## Assigned task
All entries that follow are to be written out verbatim.
----------------------------------------
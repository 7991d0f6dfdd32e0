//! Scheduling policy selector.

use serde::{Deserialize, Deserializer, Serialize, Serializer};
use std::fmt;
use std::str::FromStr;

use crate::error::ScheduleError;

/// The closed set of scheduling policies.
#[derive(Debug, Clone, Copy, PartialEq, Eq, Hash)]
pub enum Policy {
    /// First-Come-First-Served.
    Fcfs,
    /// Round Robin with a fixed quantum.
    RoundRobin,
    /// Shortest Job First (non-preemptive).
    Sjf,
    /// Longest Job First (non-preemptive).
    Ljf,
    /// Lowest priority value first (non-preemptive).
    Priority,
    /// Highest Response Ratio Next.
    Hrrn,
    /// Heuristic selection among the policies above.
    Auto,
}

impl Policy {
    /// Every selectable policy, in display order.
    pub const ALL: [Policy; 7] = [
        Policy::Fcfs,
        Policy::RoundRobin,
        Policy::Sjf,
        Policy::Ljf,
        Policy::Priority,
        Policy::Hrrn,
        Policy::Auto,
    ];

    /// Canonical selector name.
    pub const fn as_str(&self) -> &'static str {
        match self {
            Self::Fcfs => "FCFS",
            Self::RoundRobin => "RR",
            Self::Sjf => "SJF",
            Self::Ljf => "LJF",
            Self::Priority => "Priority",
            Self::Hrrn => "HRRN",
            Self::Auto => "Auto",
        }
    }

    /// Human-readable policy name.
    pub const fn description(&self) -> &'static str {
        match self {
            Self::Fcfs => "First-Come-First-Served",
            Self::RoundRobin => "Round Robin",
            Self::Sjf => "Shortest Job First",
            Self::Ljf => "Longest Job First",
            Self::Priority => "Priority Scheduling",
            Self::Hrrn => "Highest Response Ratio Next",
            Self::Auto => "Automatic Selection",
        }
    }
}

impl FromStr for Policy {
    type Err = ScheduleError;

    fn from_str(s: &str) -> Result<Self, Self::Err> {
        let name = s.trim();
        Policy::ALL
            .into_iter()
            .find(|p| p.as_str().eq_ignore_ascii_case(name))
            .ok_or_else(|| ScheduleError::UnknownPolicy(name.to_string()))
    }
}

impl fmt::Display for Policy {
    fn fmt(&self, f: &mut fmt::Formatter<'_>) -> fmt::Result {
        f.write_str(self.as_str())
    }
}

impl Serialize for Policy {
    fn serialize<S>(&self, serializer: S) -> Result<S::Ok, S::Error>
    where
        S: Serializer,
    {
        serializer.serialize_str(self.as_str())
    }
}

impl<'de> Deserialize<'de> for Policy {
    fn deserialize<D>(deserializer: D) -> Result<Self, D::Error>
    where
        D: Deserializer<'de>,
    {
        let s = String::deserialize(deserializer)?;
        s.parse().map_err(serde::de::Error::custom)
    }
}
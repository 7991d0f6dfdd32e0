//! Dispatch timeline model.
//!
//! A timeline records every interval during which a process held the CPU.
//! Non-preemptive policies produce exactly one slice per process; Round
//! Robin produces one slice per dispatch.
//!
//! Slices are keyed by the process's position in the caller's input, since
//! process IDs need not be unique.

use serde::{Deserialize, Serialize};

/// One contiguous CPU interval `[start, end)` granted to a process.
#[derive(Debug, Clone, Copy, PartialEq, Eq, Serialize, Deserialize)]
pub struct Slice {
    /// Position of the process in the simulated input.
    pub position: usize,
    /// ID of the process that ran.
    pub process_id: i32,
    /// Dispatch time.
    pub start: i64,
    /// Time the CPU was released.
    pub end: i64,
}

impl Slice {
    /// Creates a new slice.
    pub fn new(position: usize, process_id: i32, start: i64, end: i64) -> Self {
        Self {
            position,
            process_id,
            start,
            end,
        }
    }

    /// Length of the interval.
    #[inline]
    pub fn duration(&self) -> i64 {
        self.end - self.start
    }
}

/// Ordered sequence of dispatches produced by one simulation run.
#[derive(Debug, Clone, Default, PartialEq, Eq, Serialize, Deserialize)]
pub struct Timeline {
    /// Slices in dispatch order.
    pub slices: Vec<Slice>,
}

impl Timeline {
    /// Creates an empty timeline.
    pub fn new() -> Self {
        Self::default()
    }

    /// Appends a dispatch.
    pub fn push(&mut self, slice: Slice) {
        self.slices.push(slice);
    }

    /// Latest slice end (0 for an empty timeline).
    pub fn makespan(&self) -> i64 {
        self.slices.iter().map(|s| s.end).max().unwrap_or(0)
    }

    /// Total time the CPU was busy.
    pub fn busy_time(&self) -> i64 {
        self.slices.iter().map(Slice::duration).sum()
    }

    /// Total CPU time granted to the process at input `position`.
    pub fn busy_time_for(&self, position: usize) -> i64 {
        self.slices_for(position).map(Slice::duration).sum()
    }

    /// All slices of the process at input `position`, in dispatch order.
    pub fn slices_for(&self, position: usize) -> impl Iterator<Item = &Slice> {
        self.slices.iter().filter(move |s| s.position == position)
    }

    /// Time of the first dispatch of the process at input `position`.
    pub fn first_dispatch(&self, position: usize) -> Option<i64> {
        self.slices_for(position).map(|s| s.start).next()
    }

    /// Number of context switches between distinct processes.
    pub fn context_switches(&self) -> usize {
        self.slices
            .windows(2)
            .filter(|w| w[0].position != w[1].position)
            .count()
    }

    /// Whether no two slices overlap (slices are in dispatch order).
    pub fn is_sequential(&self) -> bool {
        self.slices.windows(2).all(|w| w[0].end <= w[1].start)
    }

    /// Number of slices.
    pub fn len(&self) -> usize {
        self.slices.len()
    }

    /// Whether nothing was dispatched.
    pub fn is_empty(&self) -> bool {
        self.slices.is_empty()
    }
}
----------------------------------------
## Task response
repository 7991d0f6dfdd32e0
//! Scheduling policy selector.

use serde::{Deserialize, Deserializer, Serialize, Serializer};
use std::fmt;
use std::str::FromStr;

use crate::error::ScheduleError;

/// The closed set of scheduling policies.
#[derive(Debug, Clone, Copy, PartialEq, Eq, Hash)]
pub enum Policy {
    /// First-Come-First-Served.
    Fcfs,
    /// Round Robin with a fixed quantum.
    RoundRobin,
    /// Shortest Job First (non-preemptive).
    Sjf,
    /// Longest Job First (non-preemptive).
    Ljf,
    /// Lowest priority value first (non-preemptive).
    Priority,
    /// Highest Response Ratio Next.
    Hrrn,
    /// Heuristic selection among the policies above.
    Auto,
}

impl Policy {
    /// Every selectable policy, in display order.
    pub const ALL: [Policy; 7] = [
        Policy::Fcfs,
        Policy::RoundRobin,
        Policy::Sjf,
        Policy::Ljf,
        Policy::Priority,
        Policy::Hrrn,
        Policy::Auto,
    ];

    /// Canonical selector name.
    pub const fn as_str(&self) -> &'static str {
        match self {
            Self::Fcfs => "FCFS",
            Self::RoundRobin => "RR",
            Self::Sjf => "SJF",
            Self::Ljf => "LJF",
            Self::Priority => "Priority",
            Self::Hrrn => "HRRN",
            Self::Auto => "Auto",
        }
    }

    /// Human-readable policy name.
    pub const fn description(&self) -> &'static str {
        match self {
            Self::Fcfs => "First-Come-First-Served",
            Self::RoundRobin => "Round Robin",
            Self::Sjf => "Shortest Job First",
            Self::Ljf => "Longest Job First",
            Self::Priority => "Priority Scheduling",
            Self::Hrrn => "Highest Response Ratio Next",
            Self::Auto => "Automatic Selection",
        }
    }
}

impl FromStr for Policy {
    type Err = ScheduleError;

    fn from_str(s: &str) -> Result<Self, Self::Err> {
        let name = s.trim();
        Policy::ALL
            .into_iter()
            .find(|p| p.as_str().eq_ignore_ascii_case(name))
            .ok_or_else(|| ScheduleError::UnknownPolicy(name.to_string()))
    }
}

impl fmt::Display for Policy {
    fn fmt(&self, f: &mut fmt::Formatter<'_>) -> fmt::Result {
        f.write_str(self.as_str())
    }
}

impl Serialize for Policy {
    fn serialize<S>(&self, serializer: S) -> Result<S::Ok, S::Error>
    where
        S: Serializer,
    {
        serializer.serialize_str(self.as_str())
    }
}

impl<'de> Deserialize<'de> for Policy {
    fn deserialize<D>(deserializer: D) -> Result<Self, D::Error>
    where
        D: Deserializer<'de>,
    {
        let s = String::deserialize(deserializer)?;
        s.parse().map_err(serde::de::Error::custom)
    }
}
repository 7991d0f6dfdd32e0
//! Dispatch timeline model.
//!
//! A timeline records every interval during which a process held the CPU.
//! Non-preemptive policies produce exactly one slice per process; Round
//! Robin produces one slice per dispatch.
//!
//! Slices are keyed by the process's position in the caller's input, since
//! process IDs need not be unique.

use serde::{Deserialize, Serialize};

/// One contiguous CPU interval `[start, end)` granted to a process.
#[derive(Debug, Clone, Copy, PartialEq, Eq, Serialize, Deserialize)]
pub struct Slice {
    /// Position of the process in the simulated input.
    pub position: usize,
    /// ID of the process that ran.
    pub process_id: i32,
    /// Dispatch time.
    pub start: i64,
    /// Time the CPU was released.
    pub end: i64,
}

impl Slice {
    /// Creates a new slice.
    pub fn new(position: usize, process_id: i32, start: i64, end: i64) -> Self {
        Self {
            position,
            process_id,
            start,
            end,
        }
    }

    /// Length of the interval.
    #[inline]
    pub fn duration(&self) -> i64 {
        self.end - self.start
    }
}

/// Ordered sequence of dispatches produced by one simulation run.
#[derive(Debug, Clone, Default, PartialEq, Eq, Serialize, Deserialize)]
pub struct Timeline {
    /// Slices in dispatch order.
    pub slices: Vec<Slice>,
}

impl Timeline {
    /// Creates an empty timeline.
    pub fn new() -> Self {
        Self::default()
    }

    /// Appends a dispatch.
    pub fn push(&mut self, slice: Slice) {
        self.slices.push(slice);
    }

    /// Latest slice end (0 for an empty timeline).
    pub fn makespan(&self) -> i64 {
        self.slices.iter().map(|s| s.end).max().unwrap_or(0)
    }

    /// Total time the CPU was busy.
    pub fn busy_time(&self) -> i64 {
        self.slices.iter().map(Slice::duration).sum()
    }

    /// Total CPU time granted to the process at input `position`.
    pub fn busy_time_for(&self, position: usize) -> i64 {
        self.slices_for(position).map(Slice::duration).sum()
    }

    /// All slices of the process at input `position`, in dispatch order.
    pub fn slices_for(&self, position: usize) -> impl Iterator<Item = &Slice> {
        self.slices.iter().filter(move |s| s.position == position)
    }

    /// Time of the first dispatch of the process at input `position`.
    pub fn first_dispatch(&self, position: usize) -> Option<i64> {
        self.slices_for(position).map(|s| s.start).next()
    }

    /// Number of context switches between distinct processes.
    pub fn context_switches(&self) -> usize {
        self.slices
            .windows(2)
            .filter(|w| w[0].position != w[1].position)
            .count()
    }

    /// Whether no two slices overlap (slices are in dispatch order).
    pub fn is_sequential(&self) -> bool {
        self.slices.windows(2).all(|w| w[0].end <= w[1].start)
    }

    /// Number of slices.
    pub fn len(&self) -> usize {
        self.slices.len()
    }

    /// Whether nothing was dispatched.
    pub fn is_empty(&self) -> bool {
        self.slices.is_empty()
    }
}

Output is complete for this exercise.